Ex-GOP Politician Is Worried Far-Right Congressmen Have ‘Serious Cognitive Issues’

In a new book, former congressman Denver Riggleman made the allegation about Republicans Paul Gosar and Louie Gohmert based on his interactions with them.
U.S. Rep. Paul Gosar (R-AZ) speaks at a news conference at the Capitol Building on December 07, 2021 in Washington, DC. Gosar and Reps.
U.S. Rep. Paul Gosar (R-AZ) speaks at a news conference at the Capitol Building on December 07, 2021 in Washington, DC. Gosar and Reps. (Photo by Anna Moneymaker/Getty Images)
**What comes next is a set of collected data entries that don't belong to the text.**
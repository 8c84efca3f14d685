//! # avl-rs
//!
//! A generic height-balanced (AVL) binary search tree ordered by a
//! caller-supplied three-way comparator.
//!
//! Two layers are exposed:
//!
//! - Root-passing functions ([`insert`], [`remove`], [`lookup`], the
//!   traversals, ...) over a bare [`Link`]. Every mutating call consumes the
//!   old root and returns the new one; rebind your root to the result.
//! - [`AvlTree`], which owns the root, the comparator and a
//!   [`TreeConfig`], and tracks its length.
//!
//! Removal splices nodes out without rotating by default, so heavy removal
//! workloads can leave the tree ordered but lopsided. Pick
//! [`RemovePolicy::Rebalance`] (or call [`remove_rebalanced`]) for full AVL
//! removal.
//!
//! ## Example
//!
//! ```rust
//! use avl_rs::{insert, is_valid_bst, remove, traverse_inorder, Link, NaturalOrder};
//!
//! let mut root: Link<i32> = None;
//! for v in [50, 30, 20, 40, 70, 60, 80] {
//!     root = insert(root, v, &NaturalOrder);
//! }
//! root = remove(root, &50, &NaturalOrder);
//! assert!(is_valid_bst(root.as_deref(), &NaturalOrder));
//!
//! let mut keys = Vec::new();
//! traverse_inorder(root.as_deref(), |k| keys.push(*k));
//! assert_eq!(keys, [20, 30, 40, 60, 70, 80]);
//! ```
//!
//! String keys are stored as borrowed `&str`, so the tree never owns or
//! copies the text it orders:
//!
//! ```rust
//! use avl_rs::AvlTree;
//!
//! let words: Vec<String> = ["e", "c", "b", "d", "g", "f", "h"].map(String::from).to_vec();
//! let tree: AvlTree<&str> = words.iter().map(String::as_str).collect();
//! assert_eq!(tree.iter().copied().collect::<String>(), "bcdefgh");
//! ```

#![forbid(unsafe_code)]

mod compare;
mod config;
mod error;
mod insert;
mod node;
mod query;
mod remove;
mod rotate;
mod traverse;
mod tree;

pub use compare::{Comparator, NaturalOrder, Reverse};
pub use config::{RemovePolicy, TreeConfig};
pub use error::InvariantViolation;
pub use insert::insert;
pub use node::{Link, Node};
pub use query::{
    is_valid_bst, lookup, max_depth, max_value_node, min_value_node, size, validate, validate_balanced,
};
pub use remove::{remove, remove_rebalanced, remove_with};
pub use rotate::{balance_factor, height, rotate_left, rotate_right};
pub use traverse::{
    delete_tree, iter, traverse_inorder, traverse_level_order, traverse_postorder, traverse_preorder,
    try_traverse_inorder, try_traverse_postorder, try_traverse_preorder, Iter,
};
pub use tree::AvlTree;

#[cfg(test)]
mod proptests;
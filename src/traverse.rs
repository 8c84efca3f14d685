use std::collections::VecDeque;
use std::convert::Infallible;
use std::iter::FusedIterator;

use crate::node::{Link, Node};

// =============================================================================
// Visitor traversals
// =============================================================================

/// Visits every payload in ascending comparator order.
pub fn traverse_inorder<T>(root: Option<&Node<T>>, mut visit: impl FnMut(&T)) {
    try_traverse_inorder(root, |v| {
        visit(v);
        Ok::<(), Infallible>(())
    })
    .unwrap_or_else(|never| match never {});
}

/// Visits each node before its subtrees.
pub fn traverse_preorder<T>(root: Option<&Node<T>>, mut visit: impl FnMut(&T)) {
    try_traverse_preorder(root, |v| {
        visit(v);
        Ok::<(), Infallible>(())
    })
    .unwrap_or_else(|never| match never {});
}

/// Visits each node after its subtrees.
pub fn traverse_postorder<T>(root: Option<&Node<T>>, mut visit: impl FnMut(&T)) {
    try_traverse_postorder(root, |v| {
        visit(v);
        Ok::<(), Infallible>(())
    })
    .unwrap_or_else(|never| match never {});
}

/// In-order traversal with a fallible visitor. Stops at, and returns, the
/// visitor's first error.
pub fn try_traverse_inorder<T, E, F>(root: Option<&Node<T>>, visit: F) -> Result<(), E>
where
    F: FnMut(&T) -> Result<(), E>,
{
    Iter::new(root).try_for_each(visit)
}

/// Pre-order traversal with a fallible visitor.
pub fn try_traverse_preorder<T, E, F>(root: Option<&Node<T>>, mut visit: F) -> Result<(), E>
where
    F: FnMut(&T) -> Result<(), E>,
{
    let mut stack: Vec<&Node<T>> = root.into_iter().collect();
    while let Some(node) = stack.pop() {
        visit(&node.data)?;
        stack.extend(node.right());
        stack.extend(node.left());
    }
    Ok(())
}

/// Post-order traversal with a fallible visitor.
pub fn try_traverse_postorder<T, E, F>(root: Option<&Node<T>>, mut visit: F) -> Result<(), E>
where
    F: FnMut(&T) -> Result<(), E>,
{
    postorder_nodes(root, |n| visit(&n.data))
}

/// Visits whole nodes in postorder on an explicit stack.
pub(crate) fn postorder_nodes<'a, T, E, F>(root: Option<&'a Node<T>>, mut visit: F) -> Result<(), E>
where
    F: FnMut(&'a Node<T>) -> Result<(), E>,
{
    // `true` once a node's children are already on the stack above it.
    let mut stack: Vec<(&Node<T>, bool)> = root.into_iter().map(|n| (n, false)).collect();
    while let Some((node, expanded)) = stack.pop() {
        if expanded || node.is_leaf() {
            visit(node)?;
            continue;
        }
        stack.push((node, true));
        stack.extend(node.right().map(|n| (n, false)));
        stack.extend(node.left().map(|n| (n, false)));
    }
    Ok(())
}

/// Breadth-first traversal, one level at a time from the root.
pub fn traverse_level_order<T>(root: Option<&Node<T>>, mut visit: impl FnMut(&T)) {
    let mut queue: VecDeque<&Node<T>> = root.into_iter().collect();
    while let Some(node) = queue.pop_front() {
        visit(&node.data);
        queue.extend(node.left());
        queue.extend(node.right());
    }
}

// =============================================================================
// Teardown
// =============================================================================

/// Tears the tree down in postorder, showing each payload to `display` and
/// then handing it to `release`. Returns the number of nodes released.
///
/// Runs on an explicit stack, so arbitrarily deep trees do not recurse.
pub fn delete_tree<T>(root: Link<T>, mut display: impl FnMut(&T), mut release: impl FnMut(T)) -> usize {
    // `true` once a node's children are already on the stack above it.
    let mut stack: Vec<(Box<Node<T>>, bool)> = Vec::new();
    stack.extend(root.map(|n| (n, false)));
    let mut released = 0usize;

    while let Some((mut node, expanded)) = stack.pop() {
        if expanded || node.is_leaf() {
            display(&node.data);
            release(node.data);
            released += 1;
            continue;
        }
        let left = node.left.take();
        let right = node.right.take();
        stack.push((node, true));
        stack.extend(right.map(|n| (n, false)));
        stack.extend(left.map(|n| (n, false)));
    }

    log::trace!("released {released} nodes");
    released
}

// =============================================================================
// Iterator
// =============================================================================

/// Borrowing in-order iterator.
pub struct Iter<'a, T> {
    stack: Vec<&'a Node<T>>,
}

impl<'a, T> Iter<'a, T> {
    pub(crate) fn new(root: Option<&'a Node<T>>) -> Self {
        let mut iter = Self { stack: Vec::new() };
        iter.push_left_spine(root);
        iter
    }

    fn push_left_spine(&mut self, mut node: Option<&'a Node<T>>) {
        while let Some(n) = node {
            self.stack.push(n);
            node = n.left();
        }
    }
}

impl<'a, T> Iterator for Iter<'a, T> {
    type Item = &'a T;

    fn next(&mut self) -> Option<Self::Item> {
        let node = self.stack.pop()?;
        self.push_left_spine(node.right());
        Some(&node.data)
    }
}

impl<T> FusedIterator for Iter<'_, T> {}

impl<T> Clone for Iter<'_, T> {
    fn clone(&self) -> Self {
        Self {
            stack: self.stack.clone(),
        }
    }
}

/// In-order iterator over a subtree.
pub fn iter<T>(root: Option<&Node<T>>) -> Iter<'_, T> {
    Iter::new(root)
}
Former Congressman Denver Riggleman says he suspected Republican Reps. Paul Gosar and Louie Gohmert “may have had serious cognitive issues,” because they said such mind-boggling things during his interactions with them.

The former Republican congressman made the allegation in a new book published today, The Breach: The Untold Story of the Investigation Into January 6. 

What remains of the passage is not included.